The course goals and objectives:

The main goal of the course is to provide students with definition of nuclear nonproliferation and with basic knowledge of key elements of the international nuclear nonproliferation regime and its major problems.

Course objectives:

  1. To introduce basic concepts and theories in nuclear nonproliferation studies.
  2. To orient students to understand the structure of emerging complex system of nuclear nonproliferation regime, in particular, related to the Nuclear Nonproliferation Treaty (NPT).
  3. To provide students with methodology of applied political analysis of the current nuclear nonproliferation issues.

1.2     Learning outcomes:

Classes are generally held to promote discussion on contested security questions.

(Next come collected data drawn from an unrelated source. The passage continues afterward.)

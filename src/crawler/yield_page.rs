use std::sync::Arc;

use async_trait::async_trait;
use rust_decimal::Decimal;

use crate::{
    config::{Source, System},
    crawler::{request_options, Fetcher, RawValue},
    error::FetchError,
    logging,
    util::http::{element, Http},
};

/// 額度抓取成功、且來源設定了 `yield_url` 與 `yield_selector` 時，
/// 從該 HTML 頁面補上收益率。收益率抓不到不影響額度。
pub struct WithYieldPage {
    inner: Box<dyn Fetcher>,
    http: Arc<Http>,
}

impl WithYieldPage {
    pub fn new(inner: Box<dyn Fetcher>, http: Arc<Http>) -> Self {
        WithYieldPage { inner, http }
    }

    async fn fetch_yield(
        &self,
        source: &Source,
        url: &str,
        selector: &str,
        system: &System,
    ) -> Option<Decimal> {
        let options = request_options(source, system);
        let html = match self.http.get_text(url, &options).await {
            Ok(html) => html,
            Err(why) => {
                logging::warn_file_async(format!(
                    "Failed to fetch the yield page of {} because {:?}",
                    source.name, why
                ));
                return None;
            }
        };

        parse_yield(&html, selector, &source.name)
    }
}

fn parse_yield(html: &str, selector: &str, source_name: &str) -> Option<Decimal> {
    match element::select_decimal(html, selector) {
        Ok(rate) => Some(rate),
        Err(why) => {
            logging::warn_file_async(format!(
                "Failed to parse the yield of {} because {:?}",
                source_name, why
            ));
            None
        }
    }
}

#[async_trait]
impl Fetcher for WithYieldPage {
    async fn fetch(
        &self,
        source: &Source,
        product_id: &str,
        system: &System,
    ) -> Result<RawValue, FetchError> {
        let mut raw = self.inner.fetch(source, product_id, system).await?;

        if raw.yield_rate.is_none() {
            if let (Some(url), Some(selector)) = (&source.yield_url, &source.yield_selector) {
                raw.yield_rate = self.fetch_yield(source, url, selector, system).await;
            }
        }

        Ok(raw)
    }

    async fn probe(
        &self,
        source: &Source,
        product_id: &str,
        system: &System,
    ) -> Result<(), FetchError> {
        self.inner.probe(source, product_id, system).await
    }
}

#[cfg(test)]
mod tests {
    use rust_decimal_macros::dec;

    use super::*;
    use crate::{crawler::tests::source, declare::Vendor};

    struct Fixed(RawValue);

    #[async_trait]
    impl Fetcher for Fixed {
        async fn fetch(&self, _: &Source, _: &str, _: &System) -> Result<RawValue, FetchError> {
            Ok(self.0.clone())
        }
    }

    macro_rules! aw {
        ($e:expr) => {
            tokio_test::block_on($e)
        };
    }

    #[test]
    fn test_parse_yield() {
        let html = r#"<table><tr><td class="rate">2.85%</td></tr></table>"#;
        assert_eq!(parse_yield(html, "td.rate", "nbcb"), Some(dec!(2.85)));
        assert_eq!(parse_yield(html, "td.limit", "nbcb"), None);
    }

    #[test]
    fn test_without_yield_page_passes_through() {
        let raw = RawValue::new(dec!(1000));
        let fetcher = WithYieldPage::new(
            Box::new(Fixed(raw.clone())),
            Arc::new(Http::new().unwrap()),
        );
        let result = aw!(fetcher.fetch(&source(Vendor::NbcbEbank), "1004", &System::default()));
        assert_eq!(result, Ok(raw));
    }

    #[tokio::test]
    async fn test_unreachable_yield_page_keeps_limit() {
        let mut s = source(Vendor::NbcbEbank);
        s.yield_url = Some("http://127.0.0.1:9/yield".to_string());
        s.yield_selector = Some("td.rate".to_string());
        let fetcher = WithYieldPage::new(
            Box::new(Fixed(RawValue::new(dec!(1000)))),
            Arc::new(Http::new().unwrap()),
        );

        let raw = fetcher.fetch(&s, "1004", &System::default()).await.unwrap();
        assert_eq!(raw.limit, dec!(1000));
        assert!(raw.yield_rate.is_none());
    }
}
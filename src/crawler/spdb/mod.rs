use std::sync::Arc;

use async_trait::async_trait;
use serde::{Deserialize, Serialize};
use serde_json::Value;

use crate::{
    config::{Source, System},
    crawler::{request_options, Fetcher, RawValue},
    error::FetchError,
    util::{http::Http, text},
};

const HOST: &str = "ebank.spdb.com.cn";

#[derive(Serialize, Debug)]
struct QueryAvlLimitAmntRequest<'a> {
    #[serde(rename = "FinanceNo")]
    finance_no: &'a str,
}

#[derive(Deserialize, Debug)]
pub struct QueryAvlLimitAmntResponse {
    /// 可用額度，例如 "12,345,678.00"；session 失效時沒有這個欄位
    #[serde(rename = "CanUseQuota", default)]
    pub can_use_quota: Option<Value>,
}

impl QueryAvlLimitAmntResponse {
    pub fn to_raw(&self, product_id: &str) -> Result<RawValue, FetchError> {
        let quota = self
            .can_use_quota
            .as_ref()
            .ok_or_else(|| FetchError::NotFound(product_id.to_string()))?;

        text::decimal_from_json(quota)
            .map(RawValue::new)
            .map_err(|why| FetchError::ParseError(format!("{:?}", why)))
    }
}

/// 浦發銀行，請求時原封不動帶上設定檔內的 cookie
pub struct Spdb {
    http: Arc<Http>,
}

impl Spdb {
    pub fn new(http: Arc<Http>) -> Self {
        Spdb { http }
    }
}

#[async_trait]
impl Fetcher for Spdb {
    async fn fetch(
        &self,
        source: &Source,
        product_id: &str,
        system: &System,
    ) -> Result<RawValue, FetchError> {
        let url = format!(
            "https://{}/msper-web-finance/QueryAvlLimitAmnt.json",
            HOST
        );
        let options = request_options(source, system);
        let req = QueryAvlLimitAmntRequest {
            finance_no: product_id,
        };
        let res = self
            .http
            .post_json::<_, QueryAvlLimitAmntResponse>(&url, &options, Some(&req))
            .await?;

        res.to_raw(product_id)
    }
}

Teaching methods used include lectures, seminar discussions, students’ seminar presentations, Oxford-style debates and a simulation.

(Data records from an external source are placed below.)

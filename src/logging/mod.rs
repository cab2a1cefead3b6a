use std::{fmt::Write as _, path::PathBuf, thread};

use chrono::{format::DelayedFormat, DateTime, Local};
use concat_string::concat_string;
use once_cell::sync::Lazy;
use strum::Display;
use tokio::sync::mpsc::{unbounded_channel, UnboundedReceiver, UnboundedSender};

pub mod rotate;

/// 診斷用日誌的目錄
const LOG_DIR: &str = "log";
/// 診斷用日誌單檔上限：10 MB
const DIAGNOSTIC_MAX_SIZE: u64 = 10 * 1024 * 1024;
const DIAGNOSTIC_MAX_BACKUPS: usize = 5;

static LOGGER: Lazy<Logger> = Lazy::new(|| Logger::new("default"));

#[derive(Debug, Copy, Clone, Display)]
pub enum Level {
    Info,
    Warn,
    Error,
}

pub struct LogMessage {
    pub level: Level,
    pub msg: String,
    pub created_at: DateTime<Local>,
}

impl LogMessage {
    pub fn new(level: Level, msg: String) -> Self {
        LogMessage {
            level,
            msg,
            created_at: Local::now(),
        }
    }
}

pub struct Logger {
    writer: UnboundedSender<LogMessage>,
}

impl Logger {
    pub fn new(log_name: &str) -> Self {
        let (tx, rx) = unbounded_channel::<LogMessage>();
        let log_path = PathBuf::from(LOG_DIR).join(concat_string!(log_name, ".log"));

        // 寫入檔案的操作使用另一個線程處理
        thread::spawn(move || write_loop(log_path, rx));

        Logger { writer: tx }
    }

    pub fn info(&self, log: String) {
        self.send(Level::Info, log);
    }

    pub fn warn(&self, log: String) {
        self.send(Level::Warn, log);
    }

    pub fn error(&self, log: String) {
        self.send(Level::Error, log);
    }

    fn send(&self, level: Level, msg: String) {
        if let Err(why) = self.writer.send(LogMessage::new(level, msg)) {
            error_console(why.to_string());
        }
    }
}

fn write_loop(log_path: PathBuf, mut rx: UnboundedReceiver<LogMessage>) {
    let mut rotate =
        rotate::Rotate::with_options(log_path, DIAGNOSTIC_MAX_SIZE, DIAGNOSTIC_MAX_BACKUPS);
    let mut line = String::with_capacity(4096);

    while let Some(received) = rx.blocking_recv() {
        append(&mut line, &received);

        // 一次把佇列內的訊息寫完再 flush
        while line.len() < 4096 {
            match rx.try_recv() {
                Ok(more) => append(&mut line, &more),
                Err(_) => break,
            }
        }

        if let Err(why) = rotate.write_msg(line.as_bytes()) {
            error_console(format!(
                "Failed to write to log file. because:{:#?}\r\nmsg:{}",
                why, line
            ));
        }
        rotate.flush();
        line.clear();
    }
}

fn append(line: &mut String, msg: &LogMessage) {
    if writeln!(
        line,
        "{} {} {}",
        msg.created_at.format("%F %X%.6f"),
        msg.level,
        msg.msg
    )
    .is_err()
    {
        error_console(format!("Failed to format a log line: {}", msg.msg));
    }
}

pub fn info_file_async(log: String) {
    LOGGER.info(log);
}

pub fn warn_file_async(log: String) {
    LOGGER.warn(log);
}

pub fn error_file_async(log: String) {
    LOGGER.error(log);
}

pub fn info_console(log: String) {
    println!(
        "{} Info {}",
        Local::now().format("%Y-%m-%d %H:%M:%S.%3f"),
        log
    );
}

pub fn error_console(log: String) {
    eprintln!(
        "{} Error {}",
        DelayedFormat::to_string(&Local::now().format("%Y-%m-%d %H:%M:%S.%3f")),
        log
    );
}

#[cfg(test)]
mod tests {
    use super::*;

    #[test]
    fn test_append() {
        let mut line = String::new();
        append(
            &mut line,
            &LogMessage::new(Level::Error, "label mismatch".to_string()),
        );
        assert!(line.ends_with(" Error label mismatch\n"));
    }

    #[tokio::test]
    async fn test_file_async() {
        info_file_async("開始 test_file_async".to_string());
        warn_file_async("warn".to_string());
        error_file_async("結束 test_file_async".to_string());
        tokio::time::sleep(std::time::Duration::from_millis(200)).await;
    }
}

By the end of this course students should be able to:

  1. Apply basic theoretical approaches to nuclear nonproliferation in explaining current security situations.
  2. Understand why nuclear proliferation is considered the key threat to global security in the 21st century
  3. Assess the efficiencies and deficiencies of the existing political and legal frameworks of nuclear nonproliferation.
  4.  Give reasons to the prospects of nuclear nonproliferation regime
  5. Search literature on nuclear nonproliferation issues, distinguish between authoritative and unreliable sources on these issues.

Course requirements:

Students will be required to attend no less than 90% of classes and to be prepared for class discussions. Conscientious reading of the assigned materials is compulsory. All students are required to participate in seminar discussions. All students will have three provisional tests during the course to assess (provisionally) their familiarity with the course material, including lectures and readings. These tests will be implemented in the format of a seminar, debates and a simulation.  Students will also be required to prepare one presentation and to present it in due time.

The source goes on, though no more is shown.